Body id and original style are also lost. I understand the reason behind this option, but it would be great to use this lib to change some details on existing epubs. What about changing the behavior as an option? I want to propose a new option on write_pub/EPubWriter to change this behavior. We could then use that option to store content instead of get_content (_write_items). Something like:

           elif item.manifest:
                if self.options.get('html_write_using_document_content'):
                    self.out.writestr('%s/%s' % (self.book.FOLDER_NAME, item.file_name), item.content)
                else:
                    self.out.writestr('%s/%s' % (self.book.FOLDER_NAME, item.file_name), item.get_content())

That would allow us to copy an ebook without losing original styles (and eventually change some slight details inside it), like this:

book = epub.read_epub(filename)
options = {'html_write_using_document_content': True}
epub.write_epub(f'{filename}-copy.epub', book, options)

What do you think?

aerkalov commented 2 years ago

@0x6f677548 I think something like this is good idea and a lot of people has asked for that.

When the basic concept and code was created it was used only for creating new books and loading 99% of books which were failing basic epubcheck. So it made a lot of sense back then.
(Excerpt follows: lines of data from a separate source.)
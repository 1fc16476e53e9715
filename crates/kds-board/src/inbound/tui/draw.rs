//! Render functions for the board screen. Pure: everything they show comes
//! in as arguments, which is what makes the buffer tests below possible.

use chrono::{DateTime, Local, Utc};
use kds_types::domain::action::next_action;
use kds_types::domain::lane::Lane;
use kds_types::domain::order::{Order, OrderItem, OrderStatus};
use kds_types::domain::timing::{elapsed_ms, is_new_pending, is_overdue, order_tone, Tone};
use ratatui::layout::{Constraint, Direction, Layout, Rect};
use ratatui::style::{Color, Modifier, Style};
use ratatui::text::{Line, Span};
use ratatui::widgets::{Block, Borders, List, ListItem, ListState, Paragraph};
use ratatui::Frame;

use crate::application::board::BoardState;
use crate::notice::NoticeLevel;

/// Per-frame UI state owned by the screen loop.
#[derive(Debug, Clone)]
pub struct ScreenState {
    pub focused: Lane,
    pub selected: [usize; 3],
    pub sound_on: bool,
    pub now: DateTime<Utc>,
}

pub fn draw(f: &mut Frame, board: &BoardState, screen: &ScreenState) {
    let chunks = Layout::default()
        .direction(Direction::Vertical)
        .constraints([
            Constraint::Length(3),
            Constraint::Length(3),
            Constraint::Min(8),
            Constraint::Length(3),
        ])
        .split(f.area());

    draw_header(f, chunks[0], board, screen);
    draw_summary(f, chunks[1], board, screen);
    draw_lanes(f, chunks[2], board, screen);
    draw_footer(f, chunks[3], board, screen);
}

fn draw_header(f: &mut Frame, area: Rect, board: &BoardState, screen: &ScreenState) {
    let clock = screen.now.with_timezone(&Local).format("%H:%M:%S");
    let (link, link_style) = if board.online {
        ("LIVE", Style::default().fg(Color::Green).add_modifier(Modifier::BOLD))
    } else {
        ("OFFLINE", Style::default().fg(Color::Red).add_modifier(Modifier::BOLD))
    };
    let sound = if screen.sound_on { "sound on" } else { "sound off" };

    let line = Line::from(vec![
        Span::styled(
            "Kitchen Display",
            Style::default().fg(Color::Cyan).add_modifier(Modifier::BOLD),
        ),
        Span::raw(format!("  {clock}  ")),
        Span::styled(link, link_style),
        Span::raw(format!("  {sound}  ")),
        Span::styled(
            "[1-3/arrows] lane  [up/down] card  [enter] action  [r]efresh  [s]ound  [q]uit",
            Style::default().fg(Color::DarkGray),
        ),
    ]);
    let header = Paragraph::new(line).block(Block::default().borders(Borders::ALL));
    f.render_widget(header, area);
}

fn draw_summary(f: &mut Frame, area: Rect, board: &BoardState, screen: &ScreenState) {
    let overdue = board.lanes.overdue_count(screen.now);
    let synced = match board.synced_at {
        Some(at) => format!("synced {}", at.with_timezone(&Local).format("%H:%M:%S")),
        None => "syncing...".to_string(),
    };
    let overdue_style = if overdue > 0 {
        Style::default().fg(Color::Red).add_modifier(Modifier::BOLD)
    } else {
        Style::default().fg(Color::DarkGray)
    };

    let line = Line::from(vec![
        Span::raw(format!(
            "received {}   preparing {}   ready {}   ",
            board.lanes.received.len(),
            board.lanes.preparing.len(),
            board.lanes.ready.len(),
        )),
        Span::styled(format!("overdue {overdue}"), overdue_style),
        Span::raw(format!("   {synced}")),
    ]);
    let summary = Paragraph::new(line).block(Block::default().borders(Borders::ALL));
    f.render_widget(summary, area);
}

fn draw_lanes(f: &mut Frame, area: Rect, board: &BoardState, screen: &ScreenState) {
    let chunks = Layout::default()
        .direction(Direction::Horizontal)
        .constraints([
            Constraint::Percentage(34),
            Constraint::Percentage(33),
            Constraint::Percentage(33),
        ])
        .split(area);

    for lane in Lane::ALL {
        draw_lane(f, chunks[lane.index()], board, screen, lane);
    }
}

fn draw_lane(f: &mut Frame, area: Rect, board: &BoardState, screen: &ScreenState, lane: Lane) {
    let orders = board.lanes.lane(lane);
    let focused = screen.focused == lane;

    let items: Vec<ListItem> = orders
        .iter()
        .map(|order| ListItem::new(card_lines(order, screen.now)))
        .collect();

    let border_style = if focused {
        Style::default().fg(Color::Cyan)
    } else {
        Style::default().fg(Color::DarkGray)
    };
    let list = List::new(items)
        .block(
            Block::default()
                .borders(Borders::ALL)
                .title(format!("{} ({})", lane.title(), orders.len()))
                .border_style(border_style),
        )
        .highlight_style(Style::default().add_modifier(Modifier::REVERSED));

    let mut state = ListState::default();
    if focused && !orders.is_empty() {
        state.select(Some(screen.selected[lane.index()].min(orders.len() - 1)));
    }
    f.render_stateful_widget(list, area, &mut state);
}

fn draw_footer(f: &mut Frame, area: Rect, board: &BoardState, screen: &ScreenState) {
    let line = match &board.notice {
        Some(notice) => {
            let style = match notice.level {
                NoticeLevel::Info => Style::default().fg(Color::Cyan),
                NoticeLevel::Error => Style::default().fg(Color::Red).add_modifier(Modifier::BOLD),
            };
            Line::from(Span::styled(notice.text.clone(), style))
        }
        None => selection_hint(board, screen),
    };
    let footer = Paragraph::new(line).block(Block::default().borders(Borders::ALL));
    f.render_widget(footer, area);
}

/// What pressing enter would do to the selected card, or why it would not.
fn selection_hint(board: &BoardState, screen: &ScreenState) -> Line<'static> {
    let lane = screen.focused;
    let Some(order) = board.lanes.lane(lane).get(screen.selected[lane.index()]) else {
        return Line::from("");
    };
    match next_action(lane, order.status) {
        Some(action) => Line::from(Span::styled(
            format!("[enter] {} #{:03}", action.label(), order.number),
            Style::default().fg(Color::Green),
        )),
        None => Line::from(Span::styled(
            format!("#{:03} {}", order.number, order.status.label()),
            Style::default().fg(Color::DarkGray),
        )),
    }
}

fn card_lines(order: &Order, now: DateTime<Utc>) -> Vec<Line<'static>> {
    let tone = order_tone(order, now);
    let mut title = vec![
        Span::styled(
            format!("#{:03}", order.number),
            Style::default().add_modifier(Modifier::BOLD),
        ),
        Span::raw(format!(" {} ", order.table.label)),
        Span::styled(mmss(elapsed_ms(order, now)), tone_style(tone)),
    ];
    if is_new_pending(order, now) {
        title.push(Span::raw(" "));
        title.push(Span::styled(
            "NEW",
            Style::default().fg(Color::Cyan).add_modifier(Modifier::BOLD),
        ));
    }
    if is_overdue(order, now) {
        title.push(Span::raw(" "));
        title.push(Span::styled(
            "OVERDUE",
            Style::default().fg(Color::Red).add_modifier(Modifier::BOLD),
        ));
    }
    if order.status == OrderStatus::Pending {
        title.push(Span::raw(" "));
        title.push(Span::styled(
            "unaccepted",
            Style::default().fg(Color::DarkGray),
        ));
    }

    let items = order
        .items
        .iter()
        .map(item_label)
        .collect::<Vec<_>>()
        .join(", ");
    vec![
        Line::from(title),
        Line::from(Span::styled(items, Style::default().fg(Color::Gray))),
    ]
}

fn item_label(item: &OrderItem) -> String {
    let mut label = format!("{}x {}", item.qty, item.name);
    if let Some(modifiers) = &item.modifiers {
        if !modifiers.is_empty() {
            label.push_str(&format!(" ({})", modifiers.join(", ")));
        }
    }
    if let Some(note) = &item.note {
        label.push_str(&format!(" [{note}]"));
    }
    label
}

fn tone_style(tone: Tone) -> Style {
    match tone {
        Tone::Normal => Style::default().fg(Color::Green),
        Tone::Warning => Style::default().fg(Color::Yellow),
        Tone::Danger => Style::default().fg(Color::Red).add_modifier(Modifier::BOLD),
    }
}

/// Minutes:seconds on the board, e.g. `12:05`. Minutes keep counting past
/// the hour; the kitchen cares about totals, not wall time.
fn mmss(ms: i64) -> String {
    let total_secs = ms / 1000;
    format!("{:02}:{:02}", total_secs / 60, total_secs % 60)
}

#[cfg(test)]
mod tests {
    use super::*;
    use chrono::Duration;
    use kds_types::domain::lane::LaneBoard;
    use kds_types::domain::order::TableRef;
    use ratatui::backend::TestBackend;
    use ratatui::layout::Position;
    use ratatui::Terminal;
    use uuid::Uuid;

    fn order(number: u32, status: OrderStatus, age_secs: i64, now: DateTime<Utc>) -> Order {
        Order {
            id: Uuid::new_v4(),
            number,
            status,
            created_at: now - Duration::seconds(age_secs),
            table: TableRef {
                id: Uuid::new_v4(),
                label: format!("T{number}"),
            },
            items: vec![OrderItem {
                name: "Carbonara".into(),
                qty: 2,
                status: None,
                modifiers: Some(vec!["no onion".into()]),
                note: None,
            }],
            total_cents: 2800,
        }
    }

    fn render(board: &BoardState, screen: &ScreenState) -> String {
        let backend = TestBackend::new(120, 30);
        let mut terminal = Terminal::new(backend).unwrap();
        terminal.draw(|f| draw(f, board, screen)).unwrap();
        let buffer = terminal.backend().buffer().clone();
        let mut out = String::new();
        for y in 0..buffer.area.height {
            for x in 0..buffer.area.width {
                out.push_str(buffer[Position::new(x, y)].symbol());
            }
            out.push('\n');
        }
        out
    }

    fn screen(now: DateTime<Utc>) -> ScreenState {
        ScreenState {
            focused: Lane::Received,
            selected: [0; 3],
            sound_on: true,
            now,
        }
    }

    #[test]
    fn board_renders_lanes_badges_and_counts() {
        let now = Utc::now();
        let orders = vec![
            order(7, OrderStatus::Accepted, 30, now),
            order(8, OrderStatus::Pending, 10, now),
            order(9, OrderStatus::Preparing, 16 * 60, now),
        ];
        let board = BoardState {
            lanes: LaneBoard::classify(orders),
            synced_at: Some(now),
            online: true,
            notice: None,
            pending_cues: 0,
        };

        let out = render(&board, &screen(now));
        assert!(out.contains("Kitchen Display"));
        assert!(out.contains("LIVE"));
        assert!(out.contains("Received (2)"));
        assert!(out.contains("Preparing (1)"));
        assert!(out.contains("Ready (0)"));
        assert!(out.contains("#007"));
        assert!(out.contains("NEW"));
        assert!(out.contains("unaccepted"));
        assert!(out.contains("OVERDUE"));
        assert!(out.contains("overdue 1"));
        assert!(out.contains("2x Carbonara (no onion)"));
    }

    #[test]
    fn nine_minute_cards_carry_no_badges() {
        let now = Utc::now();
        let board = BoardState {
            lanes: LaneBoard::classify(vec![order(4, OrderStatus::Preparing, 9 * 60, now)]),
            synced_at: Some(now),
            online: true,
            notice: None,
            pending_cues: 0,
        };
        let out = render(&board, &screen(now));
        assert!(out.contains("09:00"));
        assert!(!out.contains("OVERDUE"));
        assert!(!out.contains("NEW"));
        assert!(out.contains("overdue 0"));
    }

    #[test]
    fn footer_offers_the_forward_action_for_the_selection() {
        let now = Utc::now();
        let board = BoardState {
            lanes: LaneBoard::classify(vec![order(5, OrderStatus::Accepted, 30, now)]),
            synced_at: Some(now),
            online: true,
            notice: None,
            pending_cues: 0,
        };
        let out = render(&board, &screen(now));
        assert!(out.contains("[enter] Start Cooking #005"));
    }

    #[test]
    fn footer_prefers_an_active_notice() {
        let now = Utc::now();
        let board = BoardState {
            lanes: LaneBoard::default(),
            synced_at: None,
            online: false,
            notice: Some(crate::notice::Notice::error("network error: timeout")),
            pending_cues: 0,
        };
        let out = render(&board, &screen(now));
        assert!(out.contains("network error: timeout"));
        assert!(out.contains("OFFLINE"));
        assert!(out.contains("syncing..."));
    }

    #[test]
    fn age_formats_as_minutes_and_seconds() {
        assert_eq!(mmss(0), "00:00");
        assert_eq!(mmss(59_999), "00:59");
        assert_eq!(mmss(600_000), "10:00");
        assert_eq!(mmss(61 * 60 * 1000 + 5_000), "61:05");
    }
}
A lot of people asked for this and I do have some code around which does book clone. So you just clone stuff you need and work on a new instance of the book. That was quick solution for it. I rewrote some things but stopped. Will finish cleaning up some PR from people and return to it.

darkranger-red commented 1 year ago

Since this issue is still open and has been mentioned recently. I would like to point out that if modifying the EPUB file is the main purpose of your work, then use the zipfile module will be more suitable than use ebooklib.

Maybe something like that:

input_archive = zipfile.ZipFile("original.epub", "r")
output_archive = zipfile.ZipFile("modified.epub", "w")
file_list = self.input_archive.infolist()

for x in range(0, len(file_list)):
    item = input_archive.open(file_list[x])
    content = item.read()

    if file_list[x].filename.endswith(".xhtml"):
        #Do any 'modification' you like, and write to the XHTML file:
        output_archive.writestr(file_list[x].filename, modification)
    else:
        #For the other file types, simply copy the original content:
        output_archive.writestr(file_list[x].filename, content)

input_archive.close()
output_archive.close()
FreeHK-Lunity commented 1 year ago

small peek at that book cloning thingy?

c1924959470 commented 1 year ago

   您好!您的来信我已接受,我会尽快回复您。